Ich durchkreuzte eine sumpfige, mit Weiden, Binsen und seltsamen fremdländischen Sumpfpflanzen bestandene Strecke und kam nun am Saume eines welligen, sandigen Landstriches heraus, der sich ungefähr eine Meile hinzog und mit einigen Nadelbäumen und vielen verkrüppelten Bäumen bestanden war, die jungen Eichen im Wuchs ähnelten, deren Laub aber blaß wie das der Weiden war. Im Hintergrunde der Lichtung erhob sich einer der Berge mit zwei seltsamen, zerklüfteten Spitzen, die in der Sonne glänzten.
Nun empfand ich zum erstenmal die Lust des Forschens. Die Insel war unbewohnt, meine Schiffskameraden waren zurückgeblieben und vor mir gab es nur unvernünftiges Getier. Ich wandte mich hierhin und dorthin, sah unbekannte blühende Pflanzen, da und dort Schlangen und eine erhob ihren Kopf von einer Felsenklippe und zischte mich an mit einem Geräusch, das dem eines Kreisels vergleichbar war. Ich wußte nicht, einen Todfeind vor mir zu haben und daß das Geräusch das berühmte Klappern der Klapperschlange war.
Dann kam ich an eine lange Hecke dieser eichenartigen Bäume — Lebensbäume hörte ich sie später nennen —, welche der Lichtung entlang wie Brombeersträucher wuchsen, mit seltsam verschlungenen Zweigen und festem, strohähnlichem Laube. Das Dickicht erstreckte sich von der Spitze einer der sandigen Kuppen, breitete sich aus und wurde höher bis es den Rand des breiten, schilfreichen Moors erreichte, durch welches sich der kleinere der beiden Flüsse seinen Weg zum Ankerplatz bahnte. Das Moor dampfte in der heißen Sonne und die Umrisse des „Fernrohres“ zitterten im Nebel.
Plötzlich ging eine Art Wispern durch die Binsen, eine wilde Ente flog quäkend auf, eine zweite folgte und bald hing über der ganzen Fläche des Moores eine große Wolke von schreienden, kreisenden Vögeln in der Luft. Ich dachte mir sofort, daß ein paar meiner Schiffskameraden sich dem Saume des Moores entlang nähern mochten und hatte mich nicht geirrt, denn bald hörte ich ganz von ferne und leise die Laute einer menschlichen Stimme, die immer näher kamen.
Dies versetzte mich in große Furcht und ich kroch hinter den nächststehenden Lebensbaum und lag dort zusammengekrümmt, lauschend, mäuschenstill.

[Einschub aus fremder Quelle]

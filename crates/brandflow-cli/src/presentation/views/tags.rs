use std::fmt;

use crate::presentation::view_models::{
    CreateView, TagCreateViewModel, TagListViewModel, ViewMode,
};

impl CreateView for TagListViewModel {
    fn create_view<'a>(&'a self, _mode: ViewMode) -> Box<dyn fmt::Display + 'a> {
        Box::new(TagListView { data: self })
    }
}

struct TagListView<'a> {
    data: &'a TagListViewModel,
}

impl<'a> fmt::Display for TagListView<'a> {
    fn fmt(&self, f: &mut fmt::Formatter<'_>) -> fmt::Result {
        if self.data.tags.is_empty() {
            return writeln!(f, "No tags.");
        }

        writeln!(f, "{:<20} {:<9} PRODUCTS", "TAG", "COLOR")?;
        for tag in &self.data.tags {
            writeln!(f, "{:<20} {:<9} {}", tag.name, tag.color, tag.product_count)?;
        }
        Ok(())
    }
}

impl CreateView for TagCreateViewModel {
    fn create_view<'a>(&'a self, _mode: ViewMode) -> Box<dyn fmt::Display + 'a> {
        Box::new(TagCreateView { data: self })
    }
}

struct TagCreateView<'a> {
    data: &'a TagCreateViewModel,
}

impl<'a> fmt::Display for TagCreateView<'a> {
    fn fmt(&self, f: &mut fmt::Formatter<'_>) -> fmt::Result {
        writeln!(f, "{} {}", self.data.name, self.data.color)?;
        writeln!(f, "{} tag(s) in total", self.data.total_tags)
    }
}
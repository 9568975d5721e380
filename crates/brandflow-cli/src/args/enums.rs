use clap::ValueEnum;
use std::fmt;

#[derive(Debug, Clone, Copy, PartialEq, Eq, ValueEnum)]
#[value(rename_all = "lowercase")]
pub enum OutputFormat {
    Plain,
    Json,
}

impl fmt::Display for OutputFormat {
    fn fmt(&self, f: &mut fmt::Formatter<'_>) -> fmt::Result {
        match self {
            OutputFormat::Plain => write!(f, "plain"),
            OutputFormat::Json => write!(f, "json"),
        }
    }
}

#[derive(Debug, Clone, Copy, PartialEq, Eq, ValueEnum)]
#[value(rename_all = "lowercase")]
pub enum LogLevel {
    Error,
    Warn,
    Info,
    Debug,
    Trace,
}

impl fmt::Display for LogLevel {
    fn fmt(&self, f: &mut fmt::Formatter<'_>) -> fmt::Result {
        match self {
            LogLevel::Error => write!(f, "error"),
            LogLevel::Warn => write!(f, "warn"),
            LogLevel::Info => write!(f, "info"),
            LogLevel::Debug => write!(f, "debug"),
            LogLevel::Trace => write!(f, "trace"),
        }
    }
}

#[derive(Debug, Clone, Copy, PartialEq, Eq, ValueEnum)]
#[value(rename_all = "lowercase")]
pub enum MatchArg {
    Any,
    All,
}

impl From<MatchArg> for brandflow_types::MatchMode {
    fn from(arg: MatchArg) -> Self {
        match arg {
            MatchArg::Any => brandflow_types::MatchMode::Any,
            MatchArg::All => brandflow_types::MatchMode::All,
        }
    }
}
pub mod columns;
pub mod config;
pub mod dashboard;
pub mod filters;
pub mod metrics;
pub mod period;
pub mod products;
pub mod tags;

pub use columns::present_column_list;
pub use config::{present_config, present_config_init, present_guidance};
pub use dashboard::present_screen;
pub use filters::{
    chip_budget, present_filter_catalog, present_filter_chips, present_filter_preview,
};
pub use metrics::{present_metric_catalog, present_metric_chart};
pub use period::present_period;
pub use products::{build_product_table, present_export_result, present_product_table};
pub use tags::{present_tag_create, present_tag_list};
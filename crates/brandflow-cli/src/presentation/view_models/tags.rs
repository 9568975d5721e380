use serde::Serialize;

#[derive(Debug, Serialize)]
pub struct TagListViewModel {
    #[serde(skip_serializing_if = "Option::is_none")]
    pub query: Option<String>,
    pub tags: Vec<TagEntryViewModel>,
    pub can_create: bool,
}

#[derive(Debug, Serialize)]
pub struct TagEntryViewModel {
    pub name: String,
    pub color: String,
    pub product_count: usize,
}

#[derive(Debug, Serialize)]
pub struct TagCreateViewModel {
    pub name: String,
    pub color: String,
    pub created: bool,
    pub total_tags: usize,
}
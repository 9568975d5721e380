use ratatui::{
    buffer::Buffer,
    layout::Rect,
    style::{Color, Style},
    text::{Line, Span},
    widgets::{Block, Borders, Paragraph, Widget, Wrap},
};

use crate::presentation::view_models::ChipBarViewModel;

pub struct ChipBarView<'a> {
    model: &'a ChipBarViewModel,
}

impl<'a> ChipBarView<'a> {
    pub fn new(model: &'a ChipBarViewModel) -> Self {
        Self { model }
    }
}

impl<'a> Widget for ChipBarView<'a> {
    fn render(self, area: Rect, buf: &mut Buffer) {
        let chip_style = Style::default().fg(Color::Black).bg(Color::Gray);

        let mut spans = Vec::new();
        for chip in self.model.chips.iter().take(self.model.visible) {
            spans.push(Span::styled(format!(" {} × ", chip.text), chip_style));
            spans.push(Span::raw(" "));
        }
        if let Some(toggle) = &self.model.toggle_label {
            spans.push(Span::styled(
                format!("[f] {}", toggle),
                Style::default().fg(Color::Cyan),
            ));
        }
        if spans.is_empty() {
            spans.push(Span::styled(
                "No filters applied",
                Style::default().fg(Color::DarkGray),
            ));
        }

        Paragraph::new(Line::from(spans))
            .wrap(Wrap { trim: false })
            .block(Block::default().title("Filters").borders(Borders::ALL))
            .render(area, buf);
    }
}
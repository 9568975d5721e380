use owo_colors::OwoColorize;
use std::fmt;

use crate::presentation::formatters::text::truncate;
use crate::presentation::view_models::{
    CellViewModel, ExportResultViewModel, ProductTableViewModel, ViewMode,
};

// --------------------------------------------------------
// Product Table View
// --------------------------------------------------------

const NAME_WIDTH: usize = 40;
const CELL_WIDTH: usize = 14;

pub struct ProductTableView<'a> {
    data: &'a ProductTableViewModel,
    mode: ViewMode,
}

impl<'a> ProductTableView<'a> {
    pub fn new(data: &'a ProductTableViewModel, mode: ViewMode) -> Self {
        Self { data, mode }
    }

    fn render_minimal(&self, f: &mut fmt::Formatter) -> fmt::Result {
        for row in &self.data.rows {
            writeln!(f, "{}", row.id)?;
        }
        Ok(())
    }

    fn render_compact(&self, f: &mut fmt::Formatter) -> fmt::Result {
        for row in &self.data.rows {
            let name = row.cells.first().map_or("", |c| c.display.as_str());
            let tags: Vec<&str> = row.tags.iter().map(|t| t.name.as_str()).collect();
            write!(
                f,
                "{:>3}  {} {:>3}  {}",
                row.id,
                self.data.score_label,
                row.score,
                truncate(name, NAME_WIDTH)
            )?;
            if !tags.is_empty() {
                write!(f, "  [{}]", tags.join(", "))?;
            }
            writeln!(f)?;
        }
        Ok(())
    }

    fn render_table(&self, f: &mut fmt::Formatter, detailed: bool) -> fmt::Result {
        if let Some(sort) = &self.data.sort {
            writeln!(f, "Sorted by {}", sort)?;
        }
        if let Some(preset) = &self.data.preset {
            writeln!(f, "Preset: {}", preset)?;
        }

        let mut header = format!("{:>3}  ", "ID");
        for (idx, title) in self.data.headers.iter().enumerate() {
            header.push_str(&cell_text(idx, title));
        }
        writeln!(f, "{}", header.trim_end().bold())?;

        for row in &self.data.rows {
            let mut line = format!("{:>3}  ", row.id);
            for (idx, cell) in row.cells.iter().enumerate() {
                line.push_str(&cell_text(idx, &cell.display));
            }
            writeln!(f, "{}", line.trim_end())?;

            if detailed {
                self.render_details(f, &row.cells)?;
                if !row.tags.is_empty() {
                    let tags: Vec<&str> = row.tags.iter().map(|t| t.name.as_str()).collect();
                    writeln!(f, "       tags: {}", tags.join(", "))?;
                }
            }
        }

        if self.data.selected_count > 0 {
            writeln!(f, "\n{} selected", self.data.selected_count)?;
        }
        Ok(())
    }

    fn render_details(&self, f: &mut fmt::Formatter, cells: &[CellViewModel]) -> fmt::Result {
        for cell in cells {
            let (Some(previous), Some(change), Some(up)) =
                (&cell.previous, &cell.change, cell.is_positive)
            else {
                continue;
            };
            let arrow = if up { "▲" } else { "▼" };
            write!(
                f,
                "       {:<22} {} {} (was {})",
                cell.column_id, arrow, change, previous
            )?;
            if let (Some(seller), Some(vendor)) = (&cell.seller, &cell.vendor) {
                write!(f, "  seller {} / vendor {}", seller, vendor)?;
            }
            writeln!(f)?;
        }
        Ok(())
    }
}

impl<'a> fmt::Display for ProductTableView<'a> {
    fn fmt(&self, f: &mut fmt::Formatter) -> fmt::Result {
        if self.data.rows.is_empty() {
            return writeln!(f, "No products.");
        }
        match self.mode {
            ViewMode::Minimal => self.render_minimal(f),
            ViewMode::Compact => self.render_compact(f),
            ViewMode::Standard => self.render_table(f, false),
            ViewMode::Verbose => self.render_table(f, true),
        }
    }
}

/// First column holds the product name, the rest are fixed width
fn cell_text(idx: usize, text: &str) -> String {
    if idx == 0 {
        format!("{:<w$}  ", truncate(text, NAME_WIDTH), w = NAME_WIDTH)
    } else {
        format!("{:>w$}  ", truncate(text, CELL_WIDTH), w = CELL_WIDTH)
    }
}

// --------------------------------------------------------
// Export Result View
// --------------------------------------------------------

pub struct ExportResultView<'a> {
    data: &'a ExportResultViewModel,
}

impl<'a> ExportResultView<'a> {
    pub fn new(data: &'a ExportResultViewModel) -> Self {
        Self { data }
    }
}

impl<'a> fmt::Display for ExportResultView<'a> {
    fn fmt(&self, f: &mut fmt::Formatter) -> fmt::Result {
        writeln!(
            f,
            "Exported {} products ({} columns) to {}",
            self.data.rows, self.data.columns, self.data.path
        )
    }
}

Eine zweite Stimme antwortete und dann nahm die erste, welche ich als die Silvers erkannte, noch einmal den Faden einer Rede auf und sprach lange in einem Fluß weiter, nur dann und wann von der zweiten unterbrochen. Nach dem Klange zu schließen, sprachen sie ernst und fast leidenschaftlich miteinander, doch konnte ich kein Wort deutlich vernehmen.
Endlich schienen die Sprechenden einzuhalten und sich vielleicht niederzusetzen, denn ich hörte die Stimmen nicht mehr näherkommen und auch die Vögel begannen ruhiger zu werden und sich wieder auf ihre Brutplätze im Sumpf niederzulassen.
Nun begann ich zu empfinden, daß ich meine Pflicht verabsäumte; denn da ich schon so tollkühn gewesen war, mit den Desperados ans Land zu gehen, so war das wenigste, was ich tun konnte, ihre Beratungen zu belauschen. Es schien meine klare und offenkundige Pflicht ihnen, vom Dickicht gedeckt, so nahe wie irgend möglich zu kommen. Ich konnte die Richtung der Sprecher nicht nur aus dem Klang der Stimmen, sondern auch aus dem Gehaben der Vögel, die immer noch beunruhigt über den Köpfen der Eindringlinge kreisten, ziemlich genau erraten.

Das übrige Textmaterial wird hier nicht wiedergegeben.